MOSCOW — Russia’s president on Tuesday fired Yury Luzhkov, ending the 18-year rule of the Moscow mayor who gave the crumbling capital a glamorous facelift but was maligned for outdated values and bellicose posturing, and for continuing his vacation while smog from forest fires choked his city.

Dmitry Medvedev signed a decree relieving the 74-year-old mayor of his duties because of a “loss of confidence” in him, according to the Kremlin website. There was no immediate reaction from Luzhkov.

After a series of minor scandals that followed years of controversy, speculation over the future of the flat-cap-wearing mayor had swirled in recent days, forcing him to declare on Monday that he wouldn’t quit. Russian news agencies cited Medvedev’s spokeswoman Natalya Timakova as saying the Kremlin gave Luzhkov the chance to step down voluntarily.

Though Luzhkov’s departure is unlikely to have any lasting impact on federal politics, which Prime Minister Vladimir Putin and Medvedev continue to control in tandem, it sends a powerful signal that no regional leader is indispensible.

For years Luzhkov has remained in place despite rumors that his days are numbered, with many attributing his sticking power to his ability to deliver the Moscow vote for Putin’s United Russia party, which he helped create. His removal now gives the Kremlin time to appoint a successor who can also guarantee loyalty a year before parliamentary elections and two years before the next presidential vote.

Luzhkov, meanwhile, leaves a considerable legacy.

The stocky former chemical engineering plant manager ran the city of 10 million with the aggressive vigor of an especially tough foreman. In his efforts to exert absolute control, he went so far as to announce plans to seed snow clouds outside Moscow so that they wouldn’t dump their load on the city.

Luzhkov’s long tenure saw Moscow undergo an astonishing makeover from a shabby and demoralized city into a swaggering and stylish metropolis.

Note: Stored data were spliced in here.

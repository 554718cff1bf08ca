//! Random distinct positions on an integer grid.

use std::collections::BTreeSet;

use rand::{Rng, rngs::SmallRng};
use ravelin_core::{GeneratorError, Position};

/// Validates that a `width × height` grid can host `count` distinct nodes.
///
/// Coordinates are drawn from `[1, width - 1] × [1, height - 1]`, leaving a
/// one-cell margin on every side.
pub(crate) fn validate_grid(width: u32, height: u32, count: usize) -> Result<(), GeneratorError> {
    if width < 2 || height < 2 {
        return Err(GeneratorError::InvalidParameter {
            reason: format!("grid {width}x{height} leaves no interior cells"),
        });
    }
    let capacity = (width as usize - 1) * (height as usize - 1);
    if capacity < count {
        return Err(GeneratorError::InvalidParameter {
            reason: format!(
                "grid {width}x{height} holds {capacity} distinct positions but {count} nodes were requested"
            ),
        });
    }
    Ok(())
}

/// Samples `count` distinct integer positions by rejection.
///
/// Call [`validate_grid`] first; with enough capacity the rejection loop
/// terminates with probability one.
pub(crate) fn random_grid_positions(
    width: u32,
    height: u32,
    count: usize,
    rng: &mut SmallRng,
) -> Vec<Position> {
    let mut taken = BTreeSet::new();
    let mut positions = Vec::with_capacity(count);
    while positions.len() < count {
        let x = rng.gen_range(1..width);
        let y = rng.gen_range(1..height);
        if taken.insert((x, y)) {
            positions.push(Position::new(f64::from(x), f64::from(y)));
        }
    }
    positions
}

#[cfg(test)]
mod tests {
    use super::*;
    use rand::SeedableRng;

    #[test]
    fn positions_are_distinct_and_inside_the_margin() {
        let mut rng = SmallRng::seed_from_u64(21);
        validate_grid(8, 6, 20).expect("capacity 35 holds 20 nodes");
        let positions = random_grid_positions(8, 6, 20, &mut rng);
        assert_eq!(positions.len(), 20);
        let distinct: BTreeSet<(u64, u64)> = positions
            .iter()
            .map(|p| (p.x() as u64, p.y() as u64))
            .collect();
        assert_eq!(distinct.len(), 20);
        for position in &positions {
            assert!((1.0..8.0).contains(&position.x()));
            assert!((1.0..6.0).contains(&position.y()));
        }
    }

    #[test]
    fn overfull_grids_are_rejected() {
        let err = validate_grid(3, 3, 5).expect_err("a 2x2 interior cannot hold 5 nodes");
        assert!(matches!(err, GeneratorError::InvalidParameter { .. }));
    }
}
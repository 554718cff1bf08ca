//! Property tests for the pipeline invariants.

mod common;

use common::Fixed;
use proptest::prelude::*;
use proptest::test_runner::TestCaseError;
use ravelin_core::{Cost, EngineError, PipelineBuilder, RawTopology};

/// Arbitrary small raw topologies: a node count plus an unfiltered pair
/// soup; self-pairs are dropped and duplicates collapse in the engine.
fn raw_topologies() -> impl Strategy<Value = RawTopology> {
    (2usize..20).prop_flat_map(|node_count| {
        prop::collection::vec((0..node_count, 0..node_count), 0..48).prop_map(move |pairs| {
            let edges = pairs.into_iter().filter(|(a, b)| a != b).collect();
            RawTopology::new(node_count, edges)
        })
    })
}

proptest! {
    #[test]
    fn pipeline_invariants_hold_for_arbitrary_topologies(
        raw in raw_topologies(),
        ratio in 0.05f64..0.95,
        seed in any::<u64>(),
    ) {
        let pipeline = PipelineBuilder::new()
            .with_risk_edge_ratio(ratio)
            .with_rng_seed(seed)
            .build()
            .expect("configuration is valid");
        let annotated = match pipeline.run(&Fixed::new("arbitrary", raw)) {
            Ok(annotated) => annotated,
            // Sparse topologies can legitimately exhaust the support pool;
            // every other failure is a bug.
            Err(EngineError::NoSupportCandidate { .. }) => return Ok(()),
            Err(other) => return Err(TestCaseError::fail(format!("unexpected error: {other}"))),
        };

        let topology = annotated.topology();
        prop_assert!(topology.is_connected());

        let expected = (topology.edge_count() as f64 * ratio).floor() as usize;
        let selected = annotated.risk_edges().len();
        prop_assert!(
            selected == expected || (expected > 0 && selected == expected - 1),
            "risk set size {selected} must be the target {expected} or the documented shortfall"
        );

        for &edge in annotated.risk_edges() {
            let support = annotated.support_node(edge).expect("risk edges carry supports");
            let (left, right) = edge.endpoints();
            prop_assert!(
                topology.neighbours(left).any(|n| n == support)
                    || topology.neighbours(right).any(|n| n == support)
            );
        }

        for (_, cost) in annotated.costs() {
            match cost {
                Cost::Normal(value) => prop_assert!((1..=10).contains(&value)),
                Cost::Risk { magnitude, .. } => prop_assert_eq!(magnitude, 20),
            }
        }

        let export = annotated.export();
        prop_assert_eq!(export.len(), topology.node_count());
        for (&node, neighbours) in &export {
            for (&neighbour, cost) in neighbours {
                prop_assert_eq!(export[&neighbour].get(&node), Some(cost));
            }
        }
        prop_assert_eq!(annotated.export(), export);
    }

    #[test]
    fn distinct_supports_for_distinct_risk_edges(
        raw in raw_topologies(),
        seed in any::<u64>(),
    ) {
        let pipeline = PipelineBuilder::new()
            .with_risk_edge_ratio(0.3)
            .with_rng_seed(seed)
            .build()
            .expect("configuration is valid");
        let Ok(annotated) = pipeline.run(&Fixed::new("arbitrary", raw)) else {
            return Ok(());
        };
        let supports: Vec<usize> = annotated
            .risk_edges()
            .iter()
            .filter_map(|&edge| annotated.support_node(edge))
            .collect();
        let mut deduped = supports.clone();
        deduped.sort_unstable();
        deduped.dedup();
        prop_assert_eq!(supports.len(), deduped.len(), "support nodes must be unique");
    }
}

As prices for Russia’s oil and gas soared and foreign investment poured into the vastly underdeveloped country, Russia’s capital sprouted gigantic construction projects — malls, offices and soaring apartment towers.

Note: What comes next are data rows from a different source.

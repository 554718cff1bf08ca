//! Greedy support-node allocation for risk edges.
//!
//! Each risk edge draws its support node from the concatenation of both
//! endpoints' open neighbourhoods. Allocation enforces strict uniqueness:
//! a node already serving another risk edge is filtered out of the pool,
//! and an empty pool is surfaced to the caller rather than degraded.

use std::collections::{BTreeMap, BTreeSet};

use rand::{rngs::SmallRng, seq::SliceRandom};
use tracing::debug;

use crate::{
    error::{EngineError, Result},
    graph::{Edge, Topology},
};

/// Allocates one support node per risk edge, in the list's order.
///
/// The candidate pool keeps duplicates (a node adjacent to both endpoints
/// is drawn with doubled weight) and includes the endpoints themselves when
/// they neighbour the opposite endpoint.
pub(crate) fn allocate_support_nodes(
    topology: &Topology,
    risk_edges: &[Edge],
    rng: &mut SmallRng,
) -> Result<BTreeMap<Edge, usize>> {
    let mut used: BTreeSet<usize> = BTreeSet::new();
    let mut allocations = BTreeMap::new();
    for &edge in risk_edges {
        let (left, right) = edge.endpoints();
        let pool: Vec<usize> = topology
            .neighbours(left)
            .chain(topology.neighbours(right))
            .filter(|candidate| !used.contains(candidate))
            .collect();
        let Some(&support) = pool.choose(rng) else {
            return Err(EngineError::NoSupportCandidate { left, right });
        };
        used.insert(support);
        allocations.insert(edge, support);
        debug!(left, right, support, "allocated support node");
    }
    Ok(allocations)
}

Much of that work was done by the construction company headed by Luzhkov’s wife, Yelena Baturina, who is believed to be Russia’s only female dollar billionaire. Suspicions swirled consistently of corruption by Luzhkov to feed his wife’s wealth.

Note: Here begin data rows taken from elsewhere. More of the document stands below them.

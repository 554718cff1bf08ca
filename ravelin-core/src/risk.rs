//! Risk-edge selection biased towards shortest source→target paths.
//!
//! Selection is intentionally two-phase: a uniform draw of `count - 1`
//! edges, then one edge appended from the not-yet-drawn shortest-path edge
//! set. When the uniform draw already covers that set the result stays one
//! short of the target; the shortfall is a documented outcome, not an
//! error.

use std::collections::{BTreeSet, VecDeque};

use rand::{rngs::SmallRng, seq::SliceRandom};
use tracing::{debug, warn};

use crate::{
    error::{EngineError, Result},
    graph::{Edge, Topology},
};

/// Draws `count` distinct risk edges, at least one of which lies on a
/// shortest source→target path whenever the draw leaves one available.
pub(crate) fn select_risk_edges(
    topology: &Topology,
    source: usize,
    target: usize,
    count: usize,
    rng: &mut SmallRng,
) -> Result<Vec<Edge>> {
    if count == 0 {
        return Ok(Vec::new());
    }
    let edges = topology.edges();
    if count - 1 > edges.len() {
        return Err(EngineError::InsufficientEdges {
            requested: count - 1,
            available: edges.len(),
        });
    }

    let mut picked: Vec<Edge> = edges
        .choose_multiple(rng, count - 1)
        .copied()
        .collect();
    let drawn: BTreeSet<Edge> = picked.iter().copied().collect();
    let on_path = shortest_path_edge_set(topology, source, target);
    let available: Vec<Edge> = on_path.difference(&drawn).copied().collect();
    if let Some(&edge) = available.choose(rng) {
        debug!(
            left = edge.left(),
            right = edge.right(),
            "appended shortest-path edge to risk set"
        );
        picked.push(edge);
    } else {
        warn!(
            requested = count,
            selected = picked.len(),
            "shortest-path edge set exhausted by uniform draw; risk set short by one"
        );
    }
    Ok(picked)
}

/// Collects every edge lying on at least one shortest source→target path.
///
/// An edge `(u, v)` lies on a shortest path exactly when the hop distances
/// satisfy `d_source(u) + 1 + d_target(v) = d_source(target)` in one of the
/// two orientations, so two breadth-first labellings cover all paths without
/// enumerating them.
pub(crate) fn shortest_path_edge_set(
    topology: &Topology,
    source: usize,
    target: usize,
) -> BTreeSet<Edge> {
    let from_source = hop_distances(topology, source);
    let from_target = hop_distances(topology, target);
    let Some(Some(total)) = from_source.get(target).copied() else {
        return BTreeSet::new();
    };

    let mut on_path = BTreeSet::new();
    for edge in topology.edges() {
        let (left, right) = edge.endpoints();
        if lies_on_shortest_path(&from_source, &from_target, left, right, total)
            || lies_on_shortest_path(&from_source, &from_target, right, left, total)
        {
            on_path.insert(edge);
        }
    }
    on_path
}

fn lies_on_shortest_path(
    from_source: &[Option<usize>],
    from_target: &[Option<usize>],
    near: usize,
    far: usize,
    total: usize,
) -> bool {
    match (from_source[near], from_target[far]) {
        (Some(to_near), Some(from_far)) => to_near + 1 + from_far == total,
        _ => false,
    }
}

/// Unweighted hop distances from `origin`; unreachable nodes stay `None`.
fn hop_distances(topology: &Topology, origin: usize) -> Vec<Option<usize>> {
    let mut distances = vec![None; topology.node_count()];
    if origin >= topology.node_count() {
        return distances;
    }
    distances[origin] = Some(0);
    let mut queue = VecDeque::from([origin]);
    while let Some(node) = queue.pop_front() {
        let next = distances[node].unwrap_or(0) + 1;
        for neighbour in topology.neighbours(node) {
            if distances[neighbour].is_none() {
                distances[neighbour] = Some(next);
                queue.push_back(neighbour);
            }
        }
    }
    distances
}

Luzhkov’s star began falling sharply in July when an ill-conceived repair project on the main highway leading to Moscow’s Sheremetyevo international airport created backups that left drivers taking up to six hours to get there from the center of town. The airport’s director accused Luzhkov of manipulating the project to encourage travelers to opt for a city-owned airport. National carrier Aeroflot sued the city for nearly $4 million it claimed was lost due to the traffic jams.

Anger against the mayor rose further when he remained on vacation in Austria in August even as Moscow suffered through weeks of smog from nearby forest and peat-bog fires.

But the final blow apparently was a spat not even on Luzhkov’s turf. Controversy had brewed for several years about plans to build a highway through a forest just outside of Moscow, which environmentalists wanted to protect. Medvedev in August ordered the project suspended, a decision that Luzhkov criticized in a newspaper article.

Medvedev publicly dressed him down, telling an international conference of political analysts on Friday that “officials should either participate in building institutions, or should join the opposition.”

While many Muscovites have watched their city’s feverish changes with pride, Luzhkov was despised by preservationists for his administration’s penchant to bulldoze historic buildings that sat on potentially valuable land. In some cases, including the iconic Moskva Hotel, the buildings were demolished only to be replaced by structures resembling the old ones — making pieces of the city into clumsy replicas of itself.

He also inflicted a tacky aura on the city by promoting the gargantuan works of sculptor Zurab Tsereteli, including a 94-meter (370-foot) statue of Peter the Great in the Moscow River ranked in some surveys as one of the world’s ugliest structures.

Although he did not hold national office, Luzhkov occasionally inserted himself into the country’s affairs, aggressively pushing nationalist desires for Russia to regain an empire. In 2008, Ukraine banned him from entering the country after he suggested the Crimean Peninsula rightfully belongs to Russia.

Luzhkov also appalled human rights activists by his frequent denunciation of gay rights activists — at one point calling them “satanic” — and vehemently blocking of their attempts to rally. For this year’s observance of the end of World War II in Europe, he wanted to allow billboards portraying Soviet dictator Josef Stalin, but the initiative met strong resistance from the Kremlin.

His bullying ways and reactionary stances had seemed in concert with the tough-guy years of Vladimir Putin’s presidency and Putin tolerated him although the two were widely believed to dislike each other.

However, Luzhkov’s demeanor contrasted with Medvedev’s hesitant reform moves, and speculation about his imminent departure soared.